- _What you need to do_: Nothing but the lines from the start of the entries through the line containing "let (layer, guard)" should appear in the answer, each given exactly.

(Stored data entries)
====

//! Console plus optional append-only file logging.

use anyhow::Context;
use std::fs;
use std::path::Path;
use tracing_appender::non_blocking::{NonBlocking, WorkerGuard};
use tracing_subscriber::EnvFilter;
use tracing_subscriber::fmt::{self, format};
use tracing_subscriber::layer::SubscriberExt;
use tracing_subscriber::util::SubscriberInitExt;

type FileLayer<S> = fmt::Layer<S, format::DefaultFields, format::Format, NonBlocking>;

/// Install the global subscriber.
///
/// Console output goes to stderr so `--json` keeps stdout clean. When
/// `log_file` is given, the same events are appended to it without ANSI
/// colors. The returned guard flushes the file writer on drop and must be
/// held until the command finishes.
pub fn init(log_file: Option<&Path>) -> anyhow::Result<Option<WorkerGuard>> {
    let env_filter = EnvFilter::try_from_default_env().unwrap_or_else(|_| EnvFilter::new("info"));
    let console = fmt::layer().with_target(false).with_writer(std::io::stderr);

    let (file, guard) = match log_file {
        Some(path) => {
            let (layer, guard) = file_layer(path)?;
            (Some(layer), Some(guard))
        }
        None => (None, None),
    };

    tracing_subscriber::registry()
        .with(env_filter)
        .with(console)
        .with(file)
        .try_init()
        .context("Failed to install tracing subscriber")?;

    Ok(guard)
}

/// Appending, ANSI-free layer writing to `path`; missing parent directories are created.
fn file_layer<S>(path: &Path) -> anyhow::Result<(FileLayer<S>, WorkerGuard)>
where
    S: tracing::Subscriber + for<'a> tracing_subscriber::registry::LookupSpan<'a>,
{
    let dir = match path.parent() {
        Some(dir) if !dir.as_os_str().is_empty() => dir,
        _ => Path::new("."),
    };
    fs::create_dir_all(dir)
        .with_context(|| format!("Failed to create log directory {}", dir.display()))?;
    let file_name = path
        .file_name()
        .with_context(|| format!("Invalid log file path {}", path.display()))?;

    let appender = tracing_appender::rolling::never(dir, file_name);
    let (writer, guard) = tracing_appender::non_blocking(appender);
    let layer = fmt::layer()
        .with_target(false)
        .with_ansi(false)
        .with_writer(writer);
    Ok((layer, guard))
}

====

- _Response to the task_:
//! Console plus optional append-only file logging.

use anyhow::Context;
use std::fs;
use std::path::Path;
use tracing_appender::non_blocking::{NonBlocking, WorkerGuard};
use tracing_subscriber::EnvFilter;
use tracing_subscriber::fmt::{self, format};
use tracing_subscriber::layer::SubscriberExt;
use tracing_subscriber::util::SubscriberInitExt;

type FileLayer<S> = fmt::Layer<S, format::DefaultFields, format::Format, NonBlocking>;

/// Install the global subscriber.
///
/// Console output goes to stderr so `--json` keeps stdout clean. When
/// `log_file` is given, the same events are appended to it without ANSI
/// colors. The returned guard flushes the file writer on drop and must be
/// held until the command finishes.
pub fn init(log_file: Option<&Path>) -> anyhow::Result<Option<WorkerGuard>> {
    let env_filter = EnvFilter::try_from_default_env().unwrap_or_else(|_| EnvFilter::new("info"));
    let console = fmt::layer().with_target(false).with_writer(std::io::stderr);

    let (file, guard) = match log_file {
        Some(path) => {
            let (layer, guard) = file_layer(path)?;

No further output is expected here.